One thing that irritates me particularly is when a coauthor insists that a sentence describing something universally known and blatantly obvious needs a reference, on the lines of: "The sky is blue (need refs for that)". Without providing those references themselves, of course, because they know they must be out there but just can't remember where at the moment. But it is generally hard to find decent references for the obvious - it is not as if a good scientific journal would gain much from publishing a study merely confirming what everybody has known for a long time.
In general, I find it pretty annoying if a coauthor produces several paragraphs of text without specific references but comments like "refs" or "Smith et al. 199X, look that up" in the brackets. Instead of inserting the references themselves they simply drop it all back into your lap half finished and leave you to guess what papers they were vaguely thinking of when they wrote that.
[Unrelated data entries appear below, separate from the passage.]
//! Health experts directory for patients.

use api::ApiClient;
use dioxus::prelude::*;
use ui::icons::FaMagnifyingGlass;
use ui::{use_app, use_page, AppStore, Icon, Loader, Toast};

type Controller = ui::pages::HealthExperts<ApiClient, AppStore>;

#[component]
pub fn HealthExperts() -> Element {
    let app = use_app();
    let page = use_page(|| Controller::new(app.services()));

    use_hook(move || {
        page.run(|mut p| async move {
            p.activate().await;
            p
        })
    });

    let ctrl = page.state.read();
    if ctrl.user.is_none() {
        return rsx! { Loader {} };
    }

    rsx! {
        Toast {
            notice: ctrl.notifier.current().cloned(),
            on_close: move |id| page.update(|p| { p.notifier.dismiss(id); }),
        }

        header {
            class: "page-header",
            h1 { "Health experts" }
        }

        form {
            class: "search",
            onsubmit: move |e| {
                e.prevent_default();
                page.run(|mut p| async move {
                    p.search().await;
                    p
                });
            },
            input {
                placeholder: "Search by condition",
                value: "{ctrl.search}",
                oninput: move |e| page.update(|p| p.search = e.value()),
            }
            button {
                r#type: "submit",
                class: "btn btn-secondary",
                Icon { icon: FaMagnifyingGlass, width: 14, height: 14 }
            }
            button {
                r#type: "button",
                class: "btn btn-primary",
                disabled: ctrl.matching,
                onclick: move |_| page.run(|mut p| async move {
                    p.match_specialties().await;
                    p
                }),
                if ctrl.matching { "Matching..." } else { "Which specialists fit me?" }
            }
        }

        if let Some(recommendation) = &ctrl.recommendation {
            div {
                class: "panel recommendation",
                h3 { "Recommended specialties" }
                p { strong { "{recommendation.recommended_specialties}" } }
                p { "{recommendation.explanation}" }
            }
        }

        if ctrl.state.is_loading() {
            Loader { text: "Loading experts..." }
        } else if ctrl.experts.is_empty() {
            p { class: "empty", "No experts found." }
        }

        div {
            class: "card-grid",
            for expert in ctrl.experts.iter() {
                {
                    let id = expert.id;
                    let can_meet = ctrl.can_request_meeting(id);
                    rsx! {
                        div {
                            key: "{id}",
                            class: "card",
                            h3 { class: "card-title", "{expert.name}" }
                            if let Some(specialties) = &expert.specialties {
                                span { class: "badge", "{specialties}" }
                            }
                            if let Some(location) = &expert.location {
                                span { class: "badge", "{location}" }
                            }
                            if let Some(bio) = &expert.bio {
                                p { class: "card-body", "{bio}" }
                            }
                            div {
                                class: "card-actions",
                                button {
                                    class: "btn btn-secondary",
                                    onclick: move |_| page.run(move |mut p| async move {
                                        p.follow(id).await;
                                        p
                                    }),
                                    "Follow"
                                }
                                if can_meet {
                                    button {
                                        class: "btn btn-primary",
                                        onclick: move |_| page.update(|p| p.open_meeting_form(id)),
                                        "Request meeting"
                                    }
                                }
                            }
                        }
                    }
                }
            }
        }

        if let Some(form) = &ctrl.meeting_form {
            div {
                class: "modal-backdrop",
                form {
                    class: "panel modal",
                    onsubmit: move |e| {
                        e.prevent_default();
                        page.run(|mut p| async move {
                            p.request_meeting().await;
                            p
                        });
                    },
                    h3 { "Request a meeting" }
                    textarea {
                        placeholder: "Message",
                        rows: 4,
                        value: "{form.message}",
                        oninput: move |e| page.update(|p| {
                            if let Some(form) = p.meeting_form.as_mut() {
                                form.message = e.value();
                            }
                        }),
                    }
                    input {
                        placeholder: "How can the expert reach you?",
                        value: "{form.contact_info}",
                        oninput: move |e| page.update(|p| {
                            if let Some(form) = p.meeting_form.as_mut() {
                                form.contact_info = e.value();
                            }
                        }),
                    }
                    div {
                        class: "row",
                        button { r#type: "submit", class: "btn btn-primary", "Send request" }
                        button {
                            r#type: "button",
                            class: "btn btn-secondary",
                            onclick: move |_| page.update(|p| p.close_meeting_form()),
                            "Cancel"
                        }
                    }
                }
            }
        }
    }
}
Often such a situation arises from the collision of two different styles of writing. Some authors, including myself, prefer to invest a lot of time and effort into the first draft and then have less work later. Others prefer to just let their unordered thoughts flow onto the page even if that leads to a considerably more rearranging and rephrasing later. They also tend to leave a lot of ellipses that have to be filled in later, and those include references that they cannot be bothered to look up at the moment because it would interrupt their train of thought and make them forget what they wanted to write next. Cooperation between the first and the second type of author can be trying at times.
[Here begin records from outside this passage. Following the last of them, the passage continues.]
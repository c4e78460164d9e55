//! # Favorites: locally saved cards
//!
//! An ordered list of [`SavedItem`] snapshots under the `"favorites"` key. The
//! list only grows: cards append to it and the favorites page reads it. It is
//! never synced to the backend.

use crate::kv::KeyValueStore;
use crate::models::SavedItem;

/// Storage key of the favorites array.
pub const FAVORITES_KEY: &str = "favorites";

#[derive(Clone, Debug)]
pub struct FavoritesStore<S: KeyValueStore> {
    store: S,
}

impl<S: KeyValueStore> FavoritesStore<S> {
    pub fn new(store: S) -> Self {
        Self { store }
    }

    /// Saved items in the order they were added; empty if absent or malformed.
    pub fn list(&self) -> Vec<SavedItem> {
        let Some(raw) = self.store.get(FAVORITES_KEY) else {
            return Vec::new();
        };
        match serde_json::from_str(&raw) {
            Ok(items) => items,
            Err(e) => {
                tracing::warn!("Ignoring malformed favorites list: {}", e);
                Vec::new()
            }
        }
    }

    /// Append `item` unless an entry with the same id is already saved.
    /// Returns whether the list changed.
    pub fn add(&self, item: SavedItem) -> bool {
        let mut items = self.list();
        if items.iter().any(|existing| existing.id == item.id) {
            return false;
        }
        items.push(item);
        match serde_json::to_string(&items) {
            Ok(json) => {
                self.store.set(FAVORITES_KEY, &json);
                true
            }
            Err(e) => {
                tracing::warn!("Failed to encode favorites list: {}", e);
                false
            }
        }
    }

    pub fn contains(&self, id: &str) -> bool {
        self.list().iter().any(|item| item.id == id)
    }
}

#[cfg(test)]
mod tests {
    use super::*;
    use crate::memory::MemoryStore;
    use crate::models::SavedKind;

    fn item(id: &str, kind: SavedKind) -> SavedItem {
        SavedItem {
            id: id.to_string(),
            kind,
            title: format!("Title {id}"),
            description: None,
            url: None,
            external: id.starts_with("ext-"),
        }
    }

    #[test]
    fn test_absent_or_malformed_is_empty() {
        let store = MemoryStore::new();
        let favorites = FavoritesStore::new(store.clone());
        assert!(favorites.list().is_empty());

        for raw in ["", "{", "null", "{}", r#"[{"id": 1}]"#] {
            store.set(FAVORITES_KEY, raw);
            assert!(favorites.list().is_empty(), "expected empty for {raw}");
        }
    }

    #[test]
    fn test_add_preserves_order() {
        let favorites = FavoritesStore::new(MemoryStore::new());

        assert!(favorites.add(item("4", SavedKind::Trial)));
        assert!(favorites.add(item("ext-pub-77", SavedKind::Publication)));
        assert!(favorites.add(item("ext-trial-NCT1", SavedKind::Trial)));

        let ids: Vec<String> = favorites.list().into_iter().map(|i| i.id).collect();
        assert_eq!(ids, vec!["4", "ext-pub-77", "ext-trial-NCT1"]);
        assert!(favorites.contains("ext-pub-77"));
    }

    #[test]
    fn test_add_skips_duplicate_id() {
        let favorites = FavoritesStore::new(MemoryStore::new());
        assert!(favorites.add(item("4", SavedKind::Trial)));
        assert!(!favorites.add(item("4", SavedKind::Trial)));
        assert_eq!(favorites.list().len(), 1);
    }

    #[test]
    fn test_add_over_malformed_starts_fresh() {
        let store = MemoryStore::new();
        store.set(FAVORITES_KEY, "garbage");
        let favorites = FavoritesStore::new(store);

        assert!(favorites.add(item("1", SavedKind::Publication)));
        assert_eq!(favorites.list().len(), 1);
    }

    #[test]
    fn test_wire_shape_uses_type_field() {
        let store = MemoryStore::new();
        let favorites = FavoritesStore::new(store.clone());
        favorites.add(item("1", SavedKind::Publication));

        let raw = store.get(FAVORITES_KEY).unwrap();
        let value: serde_json::Value = serde_json::from_str(&raw).unwrap();
        assert_eq!(value[0]["type"], "publication");
    }
}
The most difficult situations, however, come from the disagreement of coauthors about the overall direction the manuscript should be going. It either delays the writing process considerably or seizes it up entirely. There are at least three potential sources of conflict: scope, methodology and interpretation.
In the first case, the authors disagree what the paper should even be about. I actually lived through such a case myself once when three of the four coauthors wanted to tell entirely different stories, one about phylogenetic relationships, one about methodological problems and one about evolutionary biology. In the second case, authors disagree about the best way to analyze the data. That sounds rather trivial but can be bitter if different schools of thought are involved and even more so when combined with the third case, a disagreement about what the data mean.
The root of the last type of conflict generally lies in the irrationality and confirmation bias exhibited by at least one of the authors who is unwilling to accept that the results disprove an idea that they have publicly promoted. They may then try to twist the conclusions to be at odds with the actual results, or they advocate the use of clearly inadequate analyses because those would just fail to produce the relevant P value (or whatever). Luckily, I have never been directly involved in such a conflict but I have heard of one or two such cases among colleagues I know.
Again, individual scientists can be as irrational as anybody else, but because we constantly test and criticize each other we collectively get it right in the end.